VanVleet though, like DeMar DeRozan and Kyle Lowry before him, is also very keen to use the nobody-gives-us-credit narrative to further motivate his team and himself.
“Having a group that nobody thought was going to be any good, being here in this position is good,” VanVleet said. “We did what we set out to do in the regular season which was have a good regular season and obviously we still have three more games left, but get us a spot where we feel like we belong, and now it’s time to go see what we can do.”
Tonight Phiadelphia 76ers (49-30) at Toronto Raptors (46-33), 7:30 p.m., Scotiabank Arena, TV: SNET: RADIO: AM-1050
SCOUTING REPORT: A potential first-round playoff preview with the Sixers and Raps currently occupying the No. 4 and 5 spots in the conference. Philly has a three-game lead on the Raptors, so the chances of catching them are slim but in this season. Toronto has won two of the three games the two teams have played so far this season. Philly has won three in a row but lost the previous three before that.
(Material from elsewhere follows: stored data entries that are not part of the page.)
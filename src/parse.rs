//! # Incremental Wire-Format Parsers
//!
//! Single-character, non-backtracking parsers for the sensor's ASCII wire
//! format and for the output template's directive grammar. Each parser is a
//! small tagged state machine that is fed one byte at a time and never
//! buffers a whole line:
//!
//! - [`FloatParser`]: signed decimal floats (`-?\d*(\.\d*)?`, no exponent)
//! - [`ErrTokenParser`]: device error reports of the form `Err:<uint>`
//! - [`DirectiveParser`]: one `%[flags][width][.precision]type[subtype]`
//!   format directive
//!
//! All three share the same contract: the character that terminates a token
//! is consumed by the parser (it is not re-offered to anyone else), and a
//! parser that has reached `Stop` or an error state must be reset before it
//! accepts input again. Stepping a finished parser is a no-op that reports
//! [`ParseStatus::Failed`].

/// Outcome of feeding one character to a parser.
#[derive(Clone, Copy, Debug, PartialEq, Eq)]
pub enum ParseStatus {
    /// The character was consumed; the token is still in progress.
    Continue,
    /// The character terminated the token; the result is available.
    Stop,
    /// The token attempt failed, or the parser was stepped without a reset.
    /// Check the parser's state for the reason.
    Failed,
}

// -- Float parser --

/// Progress tag of [`FloatParser`].
#[derive(Clone, Copy, Debug, PartialEq, Eq)]
pub enum FloatState {
    Start,
    Stop,
    ErrorToken,
    ErrorOverflow,
    /// Accumulating the integral part (a leading sign counts as entry).
    Integral,
    /// Accumulating the fraction part after the dot.
    Fraction,
    /// Fraction accumulator saturated; skipping further fraction digits.
    Remaining,
}

/// Passive streaming parser for signed decimal floats.
///
/// Supports an optional leading `-`, an integral part, and a fraction part
/// separated by a single dot. No exponent or hexadecimal forms; this reads a
/// fixed, narrow wire format, it is not a general float parser. The
/// character that does not fit the current part terminates the token and
/// yields the value via [`FloatParser::result`].
///
/// Overflow of the integral accumulator is fatal to the token
/// ([`FloatState::ErrorOverflow`]); overflow of the fraction accumulator
/// merely freezes it at the last valid value and further fraction digits are
/// skipped.
#[derive(Debug)]
pub struct FloatParser {
    state: FloatState,
    result: f32,
    sign: f32,
    integral: u64,
    fraction: u64,
    digits: u32,
}

impl Default for FloatParser {
    fn default() -> Self {
        Self::new()
    }
}

impl FloatParser {
    pub fn new() -> Self {
        FloatParser {
            state: FloatState::Start,
            result: f32::NAN,
            sign: 1.0,
            integral: 0,
            fraction: 0,
            digits: 0,
        }
    }

    /// Return the parser to its initial state for the next token.
    pub fn reset(&mut self) {
        *self = Self::new();
    }

    pub fn state(&self) -> FloatState {
        self.state
    }

    /// The parsed value. Meaningful only after [`ParseStatus::Stop`];
    /// NaN while the token is still in progress.
    pub fn result(&self) -> f32 {
        self.result
    }

    /// Feed one character.
    pub fn step(&mut self, c: u8) -> ParseStatus {
        match self.state {
            FloatState::Start => match c {
                b'-' => {
                    self.state = FloatState::Integral;
                    self.sign = -1.0;
                    ParseStatus::Continue
                }
                b'0'..=b'9' => {
                    self.state = FloatState::Integral;
                    self.sign = 1.0;
                    self.on_integral(c)
                }
                b'.' => {
                    self.state = FloatState::Fraction;
                    ParseStatus::Continue
                }
                _ => {
                    self.state = FloatState::ErrorToken;
                    ParseStatus::Failed
                }
            },
            FloatState::Stop | FloatState::ErrorToken | FloatState::ErrorOverflow => {
                ParseStatus::Failed
            }
            FloatState::Integral => match c {
                b'0'..=b'9' => self.on_integral(c),
                b'.' => {
                    self.state = FloatState::Fraction;
                    ParseStatus::Continue
                }
                _ => {
                    self.state = FloatState::Stop;
                    self.result = self.sign * self.integral as f32;
                    ParseStatus::Stop
                }
            },
            FloatState::Fraction => match c {
                b'0'..=b'9' => {
                    match mul10_add(self.fraction, c) {
                        Some(v) => {
                            self.fraction = v;
                            self.digits += 1;
                        }
                        // Out of fraction precision: keep the value we have
                        // and swallow the remaining digits.
                        None => self.state = FloatState::Remaining,
                    }
                    ParseStatus::Continue
                }
                _ => self.finish(),
            },
            FloatState::Remaining => match c {
                b'0'..=b'9' => ParseStatus::Continue,
                _ => self.finish(),
            },
        }
    }

    fn on_integral(&mut self, c: u8) -> ParseStatus {
        match mul10_add(self.integral, c) {
            Some(v) => {
                self.integral = v;
                ParseStatus::Continue
            }
            None => {
                self.state = FloatState::ErrorOverflow;
                ParseStatus::Failed
            }
        }
    }

    fn finish(&mut self) -> ParseStatus {
        self.state = FloatState::Stop;
        self.result =
            self.sign * (self.integral as f32 + self.fraction as f32 / 10f32.powi(self.digits as i32));
        ParseStatus::Stop
    }
}

/// Shift-in one decimal digit, reporting overflow as `None`.
#[inline]
fn mul10_add(acc: u64, c: u8) -> Option<u64> {
    acc.checked_mul(10)?.checked_add(u64::from(c - b'0'))
}

// -- Error token parser --

/// Progress tag of [`ErrTokenParser`].
#[derive(Clone, Copy, Debug, PartialEq, Eq)]
pub enum ErrTokenState {
    Start,
    Stop,
    ErrorToken,
    ErrorOverflow,
    /// `E` matched.
    SeenE,
    /// `Er` matched.
    SeenEr,
    /// `Err` matched.
    SeenErr,
    /// `Err:` matched; skipping spaces/tabs before the first digit.
    IntegerStart,
    /// Accumulating the error code digits.
    Integer,
}

/// Passive recognizer for device error reports.
///
/// Matches the case-sensitive literal `Err:`, then any run of spaces or
/// tabs, then an unsigned decimal error code. A non-digit terminates the
/// code. Accumulator overflow clamps the code to `u32::MAX` and ends the
/// token with [`ErrTokenState::ErrorOverflow`].
#[derive(Debug)]
pub struct ErrTokenParser {
    state: ErrTokenState,
    result: u32,
}

impl Default for ErrTokenParser {
    fn default() -> Self {
        Self::new()
    }
}
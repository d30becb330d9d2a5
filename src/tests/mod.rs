//! # Binary-Side Test Suite
//!
//! End-to-end tests that exercise the library the way the binary wires it:
//! scripted byte streams through the full reconstruction loop, checked
//! against the rendered emissions.

mod pipeline_tests;
//! # Hygrolog Application Entry Point
//!
//! Wires the external collaborators together: command-line options, the
//! serial transport, the shutdown signal flag and stderr logging. All data
//! processing lives in the library; this binary only configures and runs
//! the reconstruction loop against standard output.

// Test modules
#[cfg(test)]
mod tests;

use anyhow::Context;
use clap::Parser;
use hygrolog_lib::config::Config;
use hygrolog_lib::reconstruct::StreamReconstructor;
use hygrolog_lib::serial::SerialSource;
use std::io;
use std::sync::atomic::{AtomicBool, Ordering};
use std::sync::Arc;

/// Log temperature and relative humidity from a serial sensor device.
#[derive(Parser, Debug)]
#[command(name = "hygrolog", version, about)]
struct Cli {
    /// Serial device the sensor is attached to (e.g. /dev/ttyUSB0)
    device: String,

    /// Output format string. Allows the same directives as strftime plus
    /// %vC (temperature in degrees Celsius), %vF (temperature in degrees
    /// Fahrenheit) and %vH (relative humidity in percent); the format
    /// modifiers of printf's %f can be applied to the %v directives.
    #[arg(short = 'f', long = "format")]
    format: Option<String>,

    /// Update interval in seconds
    #[arg(short = 'i', long = "interval")]
    interval: Option<u64>,

    /// Display time in UTC instead of local time
    #[arg(short = 'u', long = "utc")]
    utc: bool,

    /// Increase verbosity (repeatable)
    #[arg(short = 'v', action = clap::ArgAction::Count)]
    verbose: u8,
}

/// Map repeated `-v` flags to a log level: errors only by default, one
/// step more per flag.
fn verbosity_level(count: u8) -> log::LevelFilter {
    match count {
        0 => log::LevelFilter::Error,
        1 => log::LevelFilter::Warn,
        2 => log::LevelFilter::Info,
        3 => log::LevelFilter::Debug,
        _ => log::LevelFilter::Trace,
    }
}

/// Merge the optional config file with command-line overrides.
fn effective_config(cli: &Cli) -> Config {
    let mut config = Config::load();
    if let Some(format) = &cli.format {
        config.template = format.clone();
    }
    if let Some(interval) = cli.interval {
        config.interval_secs = interval;
    }
    if cli.utc {
        config.utc = true;
    }
    config
}

fn main() -> anyhow::Result<()> {
    let cli = Cli::parse();

    env_logger::Builder::new()
        .filter_level(verbosity_level(cli.verbose))
        .init();

    let config = effective_config(&cli);
    config.validate()?;

    // The loop polls this flag once per bounded-timeout read, so shutdown
    // latency is bounded by the read timeout.
    let shutdown = Arc::new(AtomicBool::new(false));
    {
        let shutdown = Arc::clone(&shutdown);
        ctrlc::set_handler(move || {
            log::info!("received signal, finishing current operation");
            shutdown.store(true, Ordering::Relaxed);
        })
        .context("failed to install signal handler")?;
    }

    let mut source = SerialSource::open(&cli.device)
        .with_context(|| format!("failed to connect to remote device via {}", cli.device))?;

    let stdout = io::stdout();
    let mut reconstructor = StreamReconstructor::new(&config, stdout.lock());
    reconstructor.run(&mut source, &shutdown)?;
    Ok(())
}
MARQUEE MATCHUP: Joel Embiid vs. All the bodies Nick Nurse throws at him. Embiid is in beast mode right now. In his past three games he has scored 116 points, and pulled down 44 rebounds to go along with six blocks. It’s like he’s demanding voters just hand him the league MVP title. Nurse isn’t going to get too tricky with Embiid. No point in showing him anything they might do in the playoffs against him. That said the Raptors aren’t going to just roll over for the big guy either.
DID YOU KNOW: Finally, finally Danny Green is going to get his 2018-19 NBA championship ring he won here. Green was an under-appreciated part of that championship team and has refused to accept the ring until he could do so in person in front of the Toronto fanbase … Since joining the Sixers at the trade deadline, James Harden is averaging 21.4 points and 10.1 assists a night … Point guard Tyrese Maxey had eight threes on Tuesday vs. Indy and bumped his season average to .429, the second highest total for a player 21 or younger in NBA history.